Collected data
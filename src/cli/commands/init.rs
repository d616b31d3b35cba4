//! Implementation of the `trackflow init` command.

use anyhow::{Context, Result};
use clap::Args;
use std::path::{Path, PathBuf};
use tokio::fs;

use crate::adapters::sqlite::{all_embedded_migrations, create_pool, Migrator, PoolConfig};
use crate::cli::output::{output, CommandOutput};
use crate::domain::models::Config;

#[derive(Args, Debug)]
pub struct InitArgs {
    /// Overwrite an existing project config file
    #[arg(long, short)]
    pub force: bool,

    /// Project directory that receives .trackflow/config.yaml
    #[arg(long, default_value = ".")]
    pub path: PathBuf,
}

impl Default for InitArgs {
    fn default() -> Self {
        Self {
            force: false,
            path: PathBuf::from("."),
        }
    }
}

#[derive(Debug, serde::Serialize)]
pub struct InitOutput {
    pub success: bool,
    pub database_path: String,
    /// Config file written by this run, if any.
    pub config_written: Option<PathBuf>,
    pub migrations_applied: usize,
    pub schema_version: i64,
}

impl CommandOutput for InitOutput {
    fn to_human(&self) -> String {
        let mut lines = Vec::new();
        if let Some(path) = &self.config_written {
            lines.push(format!("Wrote default configuration to {}", path.display()));
        }
        lines.push(if self.migrations_applied == 0 {
            format!(
                "Database at {} is up to date (schema version {})",
                self.database_path, self.schema_version
            )
        } else {
            format!(
                "Initialized database at {}\nApplied {} migration(s), schema version {}",
                self.database_path, self.migrations_applied, self.schema_version
            )
        });
        lines.join("\n")
    }

    fn to_json(&self) -> serde_json::Value {
        serde_json::to_value(self).unwrap_or_default()
    }
}

/// Write `config` as YAML under `root`. Returns the path when a file was written.
async fn write_config(root: &Path, config: &Config, force: bool) -> Result<Option<PathBuf>> {
    let dir = root.join(".trackflow");
    let path = dir.join("config.yaml");
    if fs::try_exists(&path).await.unwrap_or(false) && !force {
        return Ok(None);
    }

    fs::create_dir_all(&dir)
        .await
        .with_context(|| format!("Failed to create {}", dir.display()))?;
    let yaml = serde_yaml::to_string(config).context("Failed to serialize configuration")?;
    fs::write(&path, yaml)
        .await
        .with_context(|| format!("Failed to write {}", path.display()))?;
    Ok(Some(path))
}

pub async fn execute(args: InitArgs, config: &Config, json_mode: bool) -> Result<()> {
    let config_written = write_config(&args.path, config, args.force).await?;

    let pool = create_pool(&config.database.url(), Some(PoolConfig::from(&config.database)))
        .await
        .with_context(|| format!("Failed to open database at {}", config.database.path))?;

    let migrator = Migrator::new(pool.clone());
    let migrations_applied = migrator
        .run_embedded_migrations(all_embedded_migrations())
        .await
        .context("Failed to apply migrations")?;
    let schema_version = migrator
        .get_current_version()
        .await
        .context("Failed to read schema version")?;
    pool.close().await;

    let result = InitOutput {
        success: true,
        database_path: config.database.path.clone(),
        config_written,
        migrations_applied,
        schema_version,
    };
    output(&result, json_mode);
    Ok(())
}
//! Song identity as seen by the completion engine.

use serde::{Deserialize, Serialize};

/// Integer primary key of a song.
pub type SongId = i64;

/// Integer primary key of a user.
pub type UserId = i64;

/// A song whose completion is requested.
///
/// Completion is always computed against the owner's workflow, never the
/// viewer's, so the owner travels with the id.
#[derive(Debug, Clone, Copy, PartialEq, Eq, Hash, Serialize, Deserialize)]
pub struct SongRef {
    pub id: SongId,
    pub owner_user_id: UserId,
}

impl SongRef {
    pub fn new(id: SongId, owner_user_id: UserId) -> Self {
        Self { id, owner_user_id }
    }
}
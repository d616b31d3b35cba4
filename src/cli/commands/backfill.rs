//! Implementation of the `trackflow backfill` command.

use anyhow::{Context, Result};
use clap::Args;
use serde::Serialize;

use crate::cli::context::AppContext;
use crate::cli::output::{output, table_with_header, CommandOutput};
use crate::services::{BackfillOptions, BackfillReport};

#[derive(Args, Debug)]
pub struct BackfillArgs {
    /// Report what would be written without writing
    #[arg(long)]
    pub dry_run: bool,

    /// Skip songs that already have dynamic progress
    #[arg(long)]
    pub only_missing: bool,

    /// Legacy records per batch (defaults to backfill.batch_size)
    #[arg(long)]
    pub batch_size: Option<usize>,
}

#[derive(Debug, Serialize)]
pub struct BackfillOutput {
    pub legacy_available: bool,
    #[serde(flatten)]
    pub report: BackfillReport,
}

impl CommandOutput for BackfillOutput {
    fn to_human(&self) -> String {
        if !self.legacy_available {
            return "Legacy authoring table not found; nothing to backfill".to_string();
        }

        let report = &self.report;
        let mut table = table_with_header(&["Metric", "Count"]);
        for (label, value) in [
            ("Batches", report.batches),
            ("Songs scanned", report.songs_scanned),
            ("Songs skipped", report.songs_skipped),
            ("Songs fully completed", report.songs_fully_completed),
            ("Rows inserted", report.rows_inserted),
            ("Rows updated", report.rows_updated),
            ("Rows unchanged", report.rows_unchanged),
        ] {
            table.add_row(vec![label.to_string(), value.to_string()]);
        }

        let heading = if report.dry_run {
            "Backfill dry run (no rows written)"
        } else {
            "Backfill complete"
        };
        format!("{heading}\n{table}")
    }

    fn to_json(&self) -> serde_json::Value {
        serde_json::to_value(self).unwrap_or_default()
    }
}

pub async fn execute(args: BackfillArgs, ctx: &AppContext, json_mode: bool) -> Result<()> {
    let options = BackfillOptions {
        dry_run: args.dry_run,
        only_missing: args.only_missing,
        batch_size: args.batch_size.unwrap_or(ctx.config.backfill.batch_size),
    };

    let service = ctx.backfill_service();
    let report = service.run(options).await.context("Backfill failed")?;

    let result = BackfillOutput {
        legacy_available: service.legacy_availability().is_available(),
        report,
    };
    output(&result, json_mode);
    Ok(())
}

#[cfg(test)]
mod tests {
    use super::*;

    #[test]
    fn test_dry_run_heading() {
        let out = BackfillOutput {
            legacy_available: true,
            report: BackfillReport {
                dry_run: true,
                rows_inserted: 4,
                ..BackfillReport::default()
            },
        };
        let human = out.to_human();
        assert!(human.starts_with("Backfill dry run"));
        assert!(human.contains("Rows inserted"));
        assert_eq!(out.to_json()["rows_inserted"], 4);
    }

    #[test]
    fn test_unavailable_legacy_message() {
        let out = BackfillOutput {
            legacy_available: false,
            report: BackfillReport::default(),
        };
        assert!(out.to_human().contains("not found"));
    }
}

● **To do**
Nothing in the records may be left out; reproduce them exactly.

● **Answer**
filename src/cli/commands/init.rs
repository d616b31d3b35cba4
//! Implementation of the `trackflow init` command.

use anyhow::{Context, Result};
use clap::Args;
use std::path::{Path, PathBuf};
use tokio::fs;

use crate::adapters::sqlite::{all_embedded_migrations, create_pool, Migrator, PoolConfig};
use crate::cli::output::{output, CommandOutput};
use crate::domain::models::Config;

#[derive(Args, Debug)]
pub struct InitArgs {
    /// Overwrite an existing project config file
    #[arg(long, short)]
    pub force: bool,

    /// Project directory that receives .trackflow/config.yaml
    #[arg(long, default_value = ".")]
    pub path: PathBuf,
}

impl Default for InitArgs {
    fn default() -> Self {
        Self {
            force: false,
            path: PathBuf::from("."),
        }
    }
}

#[derive(Debug, serde::Serialize)]
pub struct InitOutput {
    pub success: bool,
    pub database_path: String,
    /// Config file written by this run, if any.
    pub config_written: Option<PathBuf>,
    pub migrations_applied: usize,
    pub schema_version: i64,
}

impl CommandOutput for InitOutput {
    fn to_human(&self) -> String {
        let mut lines = Vec::new();
        if let Some(path) = &self.config_written {
            lines.push(format!("Wrote default configuration to {}", path.display()));
        }
        lines.push(if self.migrations_applied == 0 {
            format!(
                "Database at {} is up to date (schema version {})",
                self.database_path, self.schema_version
            )
        } else {
            format!(
                "Initialized database at {}\nApplied {} migration(s), schema version {}",
                self.database_path, self.migrations_applied, self.schema_version
            )
        });
        lines.join("\n")
    }

    fn to_json(&self) -> serde_json::Value {
        serde_json::to_value(self).unwrap_or_default()
    }
}

/// Write `config` as YAML under `root`. Returns the path when a file was written.
async fn write_config(root: &Path, config: &Config, force: bool) -> Result<Option<PathBuf>> {
    let dir = root.join(".trackflow");
    let path = dir.join("config.yaml");
    if fs::try_exists(&path).await.unwrap_or(false) && !force {
        return Ok(None);
    }

    fs::create_dir_all(&dir)
        .await
        .with_context(|| format!("Failed to create {}", dir.display()))?;
    let yaml = serde_yaml::to_string(config).context("Failed to serialize configuration")?;
    fs::write(&path, yaml)
        .await
        .with_context(|| format!("Failed to write {}", path.display()))?;
    Ok(Some(path))
}

pub async fn execute(args: InitArgs, config: &Config, json_mode: bool) -> Result<()> {
    let config_written = write_config(&args.path, config, args.force).await?;

    let pool = create_pool(&config.database.url(), Some(PoolConfig::from(&config.database)))
        .await
        .with_context(|| format!("Failed to open database at {}", config.database.path))?;

    let migrator = Migrator::new(pool.clone());
    let migrations_applied = migrator
        .run_embedded_migrations(all_embedded_migrations())
        .await
        .context("Failed to apply migrations")?;
    let schema_version = migrator
        .get_current_version()
        .await
        .context("Failed to read schema version")?;
    pool.close().await;

    let result = InitOutput {
        success: true,
        database_path: config.database.path.clone(),
        config_written,
        migrations_applied,
        schema_version,
    };
    output(&result, json_mode);
    Ok(())
}
//! Song identity as seen by the completion engine.

use serde::{Deserialize, Serialize};

/// Integer primary key of a song.
pub type SongId = i64;

/// Integer primary key of a user.
pub type UserId = i64;

/// A song whose completion is requested.
///
/// Completion is always computed against the owner's workflow, never the
/// viewer's, so the owner travels with the id.
#[derive(Debug, Clone, Copy, PartialEq, Eq, Hash, Serialize, Deserialize)]
pub struct SongRef {
    pub id: SongId,
    pub owner_user_id: UserId,
}

impl SongRef {
    pub fn new(id: SongId, owner_user_id: UserId) -> Self {
        Self { id, owner_user_id }
    }
}
repository d616b31d3b35cba4
filename src/cli/commands/backfill.rs
//! Implementation of the `trackflow backfill` command.

use anyhow::{Context, Result};
use clap::Args;
use serde::Serialize;

use crate::cli::context::AppContext;
use crate::cli::output::{output, table_with_header, CommandOutput};
use crate::services::{BackfillOptions, BackfillReport};

#[derive(Args, Debug)]
pub struct BackfillArgs {
    /// Report what would be written without writing
    #[arg(long)]
    pub dry_run: bool,

    /// Skip songs that already have dynamic progress
    #[arg(long)]
    pub only_missing: bool,

    /// Legacy records per batch (defaults to backfill.batch_size)
    #[arg(long)]
    pub batch_size: Option<usize>,
}

#[derive(Debug, Serialize)]
pub struct BackfillOutput {
    pub legacy_available: bool,
    #[serde(flatten)]
    pub report: BackfillReport,
}

impl CommandOutput for BackfillOutput {
    fn to_human(&self) -> String {
        if !self.legacy_available {
            return "Legacy authoring table not found; nothing to backfill".to_string();
        }

        let report = &self.report;
        let mut table = table_with_header(&["Metric", "Count"]);
        for (label, value) in [
            ("Batches", report.batches),
            ("Songs scanned", report.songs_scanned),
            ("Songs skipped", report.songs_skipped),
            ("Songs fully completed", report.songs_fully_completed),
            ("Rows inserted", report.rows_inserted),
            ("Rows updated", report.rows_updated),
            ("Rows unchanged", report.rows_unchanged),
        ] {
            table.add_row(vec![label.to_string(), value.to_string()]);
        }

        let heading = if report.dry_run {
            "Backfill dry run (no rows written)"
        } else {
            "Backfill complete"
        };
        format!("{heading}\n{table}")
    }

    fn to_json(&self) -> serde_json::Value {
        serde_json::to_value(self).unwrap_or_default()
    }
}

pub async fn execute(args: BackfillArgs, ctx: &AppContext, json_mode: bool) -> Result<()> {
    let options = BackfillOptions {
        dry_run: args.dry_run,
        only_missing: args.only_missing,
        batch_size: args.batch_size.unwrap_or(ctx.config.backfill.batch_size),
    };

    let service = ctx.backfill_service();
    let report = service.run(options).await.context("Backfill failed")?;

    let result = BackfillOutput {
        legacy_available: service.legacy_availability().is_available(),
        report,
    };
    output(&result, json_mode);
    Ok(())
}

#[cfg(test)]
mod tests {
    use super::*;

    #[test]
    fn test_dry_run_heading() {
        let out = BackfillOutput {
            legacy_available: true,
            report: BackfillReport {
                dry_run: true,
                rows_inserted: 4,
                ..BackfillReport::default()
            },
        };
        let human = out.to_human();
        assert!(human.starts_with("Backfill dry run"));
        assert!(human.contains("Rows inserted"));
        assert_eq!(out.to_json()["rows_inserted"], 4);
    }

    #[test]
    fn test_unavailable_legacy_message() {
        let out = BackfillOutput {
            legacy_available: false,
            report: BackfillReport::default(),
        };
        assert!(out.to_human().contains("not found"));
    }
}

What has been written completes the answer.